HipHop-Hommage an den getöteten Maxim

Die Berliner HipHop-Szene reagierte mit Fassungslosigkeit und Trauer: Am 13. Juni, seinem 33. Geburtstag, wurde der türkischstämmige Attila A. alias Maxim im Streit mit einem Rentner tödlich verletzt. "Kings kommen und gehen. Legenden bleiben für immer!" steht unter einem Foto auf der eigens eingerichteten Internetgedenkseite. Es zeigt Maxim lachend und stolz vor seinem mit Graffiti eigenhändig verzierten Auto.

Maxim war nicht nur ein begnadeter Sprayer und guter Breakdancer. Ende der achtziger Jahre gründete er die Gruppe Islamic Force, mit der er mehrere Platten veröffentlichte.

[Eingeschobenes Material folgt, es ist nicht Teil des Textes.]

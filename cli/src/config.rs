//! Configuration file handling
//!
//! ```toml
//! cluster = "devnet"          # devnet | testnet | mainnet-beta | localnet | http(s) URL
//! keypair_path = "key_data"
//! timeout_secs = 30
//! commitment = "confirmed"    # processed | confirmed | finalized
//! ```
//!
//! Command-line flags override the file, the file overrides the defaults.

use std::path::{Path, PathBuf};
use std::time::Duration;

use anyhow::{anyhow, Context, Result};
use personal_wallet_sdk::core::constants::{DEFAULT_SECRET_FILE, DEFAULT_TIMEOUT_SECS};
use personal_wallet_sdk::{Cluster, SessionOptions};
use serde::{Deserialize, Serialize};
use solana_sdk::commitment_config::CommitmentConfig;

/// Raw contents of config.toml
#[derive(Debug, Clone, Default, PartialEq, Eq, Serialize, Deserialize)]
#[serde(deny_unknown_fields)]
pub struct ConfigFile {
    #[serde(default)]
    pub cluster: Option<Cluster>,
    #[serde(default)]
    pub keypair_path: Option<PathBuf>,
    #[serde(default)]
    pub timeout_secs: Option<u64>,
    #[serde(default)]
    pub commitment: Option<String>,
}

impl ConfigFile {
    /// Load the config file. A missing file yields an empty config; a
    /// malformed one is an error.
    pub fn load(path: &Path) -> Result<Self> {
        if !path.exists() {
            return Ok(Self::default());
        }

        let content = std::fs::read_to_string(path)
            .with_context(|| format!("Failed to read config {}", path.display()))?;
        toml::from_str(&content).with_context(|| format!("Invalid config {}", path.display()))
    }
}

/// Values given on the command line
#[derive(Debug, Clone, Default)]
pub struct Overrides {
    pub cluster: Option<Cluster>,
    pub keypair_path: Option<PathBuf>,
    pub timeout_secs: Option<u64>,
}

/// Effective settings for one invocation
#[derive(Debug, Clone, PartialEq, Eq)]
pub struct Settings {
    pub cluster: Cluster,
    pub keypair_path: PathBuf,
    pub timeout: Duration,
    pub commitment: CommitmentConfig,
}

impl Settings {
    pub fn resolve(file: ConfigFile, overrides: Overrides) -> Result<Self> {
        let commitment = match file.commitment.as_deref() {
            None => CommitmentConfig::confirmed(),
            Some(level) => parse_commitment(level)?,
        };

        let timeout_secs = overrides
            .timeout_secs
            .or(file.timeout_secs)
            .unwrap_or(DEFAULT_TIMEOUT_SECS);
        if timeout_secs == 0 {
            return Err(anyhow!("timeout must be at least one second"));
        }

        Ok(Self {
            cluster: overrides.cluster.or(file.cluster).unwrap_or_default(),
            keypair_path: overrides
                .keypair_path
                .or(file.keypair_path)
                .unwrap_or_else(|| PathBuf::from(DEFAULT_SECRET_FILE)),
            timeout: Duration::from_secs(timeout_secs),
            commitment,
        })
    }

    pub fn session_options(&self) -> SessionOptions {
        SessionOptions {
            timeout: self.timeout,
            commitment: self.commitment,
        }
    }
}

/// Default location: `<config dir>/personal-wallet/config.toml`
pub fn default_config_path() -> Option<PathBuf> {
    dirs::config_dir().map(|dir| dir.join("personal-wallet").join("config.toml"))
}

fn parse_commitment(level: &str) -> Result<CommitmentConfig> {
    match level {
        "processed" => Ok(CommitmentConfig::processed()),
        "confirmed" => Ok(CommitmentConfig::confirmed()),
        "finalized" => Ok(CommitmentConfig::finalized()),
        other => Err(anyhow!(
            "Unknown commitment {:?} (expected processed, confirmed or finalized)",
            other
        )),
    }
}

#[cfg(test)]
mod tests {
    use super::*;
    use tempfile::TempDir;

    #[test]
    fn missing_file_gives_defaults() {
        let dir = TempDir::new().unwrap();
        let file = ConfigFile::load(&dir.path().join("config.toml")).unwrap();
        let settings = Settings::resolve(file, Overrides::default()).unwrap();

        assert_eq!(settings.cluster, Cluster::Devnet);
        assert_eq!(settings.keypair_path, PathBuf::from("key_data"));
        assert_eq!(settings.timeout, Duration::from_secs(30));
        assert_eq!(settings.commitment, CommitmentConfig::confirmed());
    }

    #[test]
    fn reads_all_fields() {
        let dir = TempDir::new().unwrap();
        let path = dir.path().join("config.toml");
        std::fs::write(
            &path,
            "cluster = \"http://127.0.0.1:8899\"\nkeypair_path = \"/tmp/wallet\"\ntimeout_secs = 5\ncommitment = \"finalized\"\n",
        )
        .unwrap();

        let settings = Settings::resolve(ConfigFile::load(&path).unwrap(), Overrides::default())
            .unwrap();

        assert_eq!(
            settings.cluster,
            Cluster::Custom("http://127.0.0.1:8899".to_string())
        );
        assert_eq!(settings.keypair_path, PathBuf::from("/tmp/wallet"));
        assert_eq!(settings.timeout, Duration::from_secs(5));
        assert_eq!(settings.commitment, CommitmentConfig::finalized());
    }

    #[test]
    fn flags_win_over_file() {
        let file = ConfigFile {
            cluster: Some(Cluster::Testnet),
            keypair_path: Some(PathBuf::from("from-file")),
            timeout_secs: Some(10),
            commitment: None,
        };
        let overrides = Overrides {
            cluster: Some(Cluster::Localnet),
            keypair_path: Some(PathBuf::from("from-flag")),
            timeout_secs: None,
        };

        let settings = Settings::resolve(file, overrides).unwrap();

        assert_eq!(settings.cluster, Cluster::Localnet);
        assert_eq!(settings.keypair_path, PathBuf::from("from-flag"));
        assert_eq!(settings.timeout, Duration::from_secs(10));
    }

    #[test]
    fn malformed_file_is_an_error() {
        let dir = TempDir::new().unwrap();
        let path = dir.path().join("config.toml");
        std::fs::write(&path, "cluster = \"moonnet\"\n").unwrap();
        assert!(ConfigFile::load(&path).is_err());

        std::fs::write(&path, "unknown_key = 1\n").unwrap();
        assert!(ConfigFile::load(&path).is_err());
    }

    #[test]
    fn rejects_bad_commitment_and_zero_timeout() {
        let file = ConfigFile {
            commitment: Some("eventually".to_string()),
            ..ConfigFile::default()
        };
        assert!(Settings::resolve(file, Overrides::default()).is_err());

        let overrides = Overrides {
            timeout_secs: Some(0),
            ..Overrides::default()
        };
        assert!(Settings::resolve(ConfigFile::default(), overrides).is_err());
    }
}
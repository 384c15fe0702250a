//! Key management and transaction construction for a single-keypair
//! Solana wallet.
//!
//! A [`KeyStore`] persists the keypair, an [`AccountSession`] binds it to an
//! RPC endpoint for one command, and the operations in [`basic`] act on a
//! session: balance, faucet airdrop and SOL transfer.

pub mod advanced;
pub mod basic;
pub mod core;
pub mod error;
pub mod types;
pub mod utils;

pub use crate::basic::airdrop::request_airdrop;
pub use crate::basic::balance::get_balance;
pub use crate::basic::keystore::KeyStore;
pub use crate::basic::session::{AccountSession, SessionOptions};
pub use crate::basic::transfer::{
    transfer, AssembledTransfer, SignedTransfer, TransferBuilder,
};
pub use crate::core::connection::{SolConnection, SubmitError};
pub use crate::core::constants::LAMPORTS_PER_SOL;
pub use crate::core::signer::WalletSigner;
pub use crate::error::{Result, WalletError};
pub use crate::types::{Cluster, TransferIntent, TransferReceipt};
pub use crate::utils::{format_sol, lamports_to_sol, parse_address, sol_to_lamports};
//! Balance check command

use anyhow::Result;
use personal_wallet_sdk::{format_sol, get_balance};

use super::{print_success, Context};

/// Run the balance command
pub async fn run(ctx: &Context, lamports_only: bool) -> Result<()> {
    let session = ctx.open_session()?;
    let lamports = get_balance(&session).await?;

    if lamports_only {
        println!("{}", lamports);
    } else {
        print_success(&format!("Balance: {} SOL", format_sol(lamports)));
        println!("Account: {} ({})", session.address(), ctx.settings.cluster);
    }

    Ok(())
}
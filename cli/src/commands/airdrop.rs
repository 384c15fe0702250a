//! Faucet airdrop command

use anyhow::Result;
use personal_wallet_sdk::request_airdrop;

use super::{print_success, print_warning, Context};

/// Run the airdrop command
pub async fn run(ctx: &Context, amount: u64) -> Result<()> {
    if !ctx.settings.cluster.has_faucet() {
        print_warning(&format!(
            "{} does not normally offer airdrops; the request will likely fail",
            ctx.settings.cluster
        ));
    }

    let session = ctx.open_session()?;
    println!("Requesting airdrop to: {}", session.address());

    let signature = request_airdrop(&session, amount).await?;

    print_success(&format!("Airdrop of {} SOL requested.", amount));
    println!("Transaction hash: {}", signature);
    println!("The balance updates once the cluster confirms the transaction.");

    Ok(())
}
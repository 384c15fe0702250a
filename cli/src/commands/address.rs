//! Address display command

use anyhow::Result;
use solana_sdk::signature::Signer;

use super::Context;

/// Run the address command. Reads the key file only; no network access.
pub async fn run(ctx: &Context) -> Result<()> {
    let keypair = ctx.keystore().load_wallet()?;
    println!("{}", keypair.pubkey());
    Ok(())
}
pub mod instructions;
pub mod signing;
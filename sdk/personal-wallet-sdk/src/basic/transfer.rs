use crate::advanced::{instructions, signing};
use crate::basic::session::AccountSession;
use crate::core::connection::{SolConnection, SubmitError};
use crate::core::signer::WalletSigner;
use crate::error::{Result, WalletError};
use crate::types::{TransferIntent, TransferReceipt};
use crate::utils::{parse_address, sol_to_lamports};
use solana_sdk::hash::Hash;
use solana_sdk::message::Message;
use solana_sdk::pubkey::Pubkey;
use solana_sdk::signature::Signature;
use solana_sdk::transaction::Transaction;
use tracing::{debug, info, warn};

/// Send `intent.amount_sol` whole SOL from the session's account to
/// `intent.recipient`: assemble, sign and submit in one go.
///
/// A rejected transfer is not retried. Calling this again starts over with a
/// fresh blockhash.
pub async fn transfer<C: SolConnection>(
    session: &AccountSession<C>,
    intent: TransferIntent,
) -> Result<TransferReceipt> {
    TransferBuilder::new(session, intent)
        .assemble()
        .await?
        .sign()
        .await?
        .submit()
        .await
}

/// Unbuilt transfer. Nothing has been validated or fetched yet.
pub struct TransferBuilder<'a, C: SolConnection> {
    session: &'a AccountSession<C>,
    intent: TransferIntent,
}

impl<'a, C: SolConnection> TransferBuilder<'a, C> {
    pub fn new(session: &'a AccountSession<C>, intent: TransferIntent) -> Self {
        Self { session, intent }
    }

    /// Validate the intent, fetch a recent blockhash and compile the message.
    ///
    /// The recipient and amount are checked before the node is contacted, so
    /// a bad address or an overflowing amount costs no network call.
    pub async fn assemble(self) -> Result<AssembledTransfer<'a, C>> {
        let recipient = parse_address(&self.intent.recipient)?;
        let lamports = sol_to_lamports(self.intent.amount_sol)?;
        let sender = self.session.pubkey();

        let recent_blockhash = self
            .session
            .connection()
            .get_latest_blockhash()
            .await
            .map_err(|e| WalletError::Network(e.to_string()))?;

        let ix = instructions::transfer(&sender, &recipient, lamports);
        let message = instructions::build_message(&sender, &[ix], recent_blockhash);

        debug!(
            %sender,
            %recipient,
            lamports,
            %recent_blockhash,
            "assembled transfer message"
        );
        Ok(AssembledTransfer {
            session: self.session,
            message,
            recipient,
            lamports,
        })
    }
}

/// Compiled message waiting for signatures
pub struct AssembledTransfer<'a, C: SolConnection> {
    session: &'a AccountSession<C>,
    message: Message,
    recipient: Pubkey,
    lamports: u64,
}

impl<'a, C: SolConnection> AssembledTransfer<'a, C> {
    pub fn message(&self) -> &Message {
        &self.message
    }

    pub fn lamports(&self) -> u64 {
        self.lamports
    }

    /// Sign as fee payer and as transfer source. Both roles belong to the
    /// session's key, which signs once.
    pub async fn sign(self) -> Result<SignedTransfer<'a, C>> {
        let keypair = self.session.keypair();
        let payer: &dyn WalletSigner = keypair;
        let source: &dyn WalletSigner = keypair;

        let transaction = signing::sign_message(self.message, &[payer, source]).await?;

        Ok(SignedTransfer {
            session: self.session,
            transaction,
            recipient: self.recipient,
            lamports: self.lamports,
        })
    }
}

/// Fully signed transaction, ready for a single submission
pub struct SignedTransfer<'a, C: SolConnection> {
    session: &'a AccountSession<C>,
    transaction: Transaction,
    recipient: Pubkey,
    lamports: u64,
}

impl<'a, C: SolConnection> Clone for SignedTransfer<'a, C> {
    fn clone(&self) -> Self {
        Self {
            session: self.session,
            transaction: self.transaction.clone(),
            recipient: self.recipient,
            lamports: self.lamports,
        }
    }
}

impl<'a, C: SolConnection> SignedTransfer<'a, C> {
    pub fn transaction(&self) -> &Transaction {
        &self.transaction
    }

    /// Fee payer signature, which is also the transaction id
    pub fn signature(&self) -> Signature {
        self.transaction.signatures[0]
    }

    pub fn recent_blockhash(&self) -> Hash {
        self.transaction.message.recent_blockhash
    }

    /// Hand the transaction to the node. Rejections are surfaced as-is; the
    /// blockhash is never refreshed here.
    pub async fn submit(self) -> Result<TransferReceipt> {
        let sender = self.session.pubkey();
        let recent_blockhash = self.recent_blockhash();

        let signature = match self
            .session
            .connection()
            .send_transaction(&self.transaction)
            .await
        {
            Ok(signature) => signature,
            Err(SubmitError::Rejected(reason)) => {
                warn!(%recent_blockhash, %reason, "transfer rejected");
                return Err(WalletError::Rejected(reason));
            },
            Err(SubmitError::Transport(e)) => return Err(WalletError::Network(e.to_string())),
        };

        info!(
            %sender,
            recipient = %self.recipient,
            lamports = self.lamports,
            %signature,
            "transfer submitted"
        );
        Ok(TransferReceipt {
            signature,
            sender,
            recipient: self.recipient,
            lamports: self.lamports,
            recent_blockhash,
        })
    }
}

Im Köpenicker Jugendclub "All Eins" gab der Künstler Workshops und engagierte sich für Toleranz und Gewaltfreiheit.

Mit dem "Maxim Rest In Peace"-Benefizkonzert, auf dem unter anderen die Spezializtz, Kool Savas, Eko Fresh und die Flying Steps auftreten, gedenkt die HipHop-Szene heute ihres toten Aktivisten. Alle Einnahmen gehen an die hinterbliebene Familie (weitere Infos: www.mighty-maxim.de ).

Statthaus Böcklerpark, Prinzenstr. 1, Kreuzberg. Heute, 14 Uhr. 10 Euro.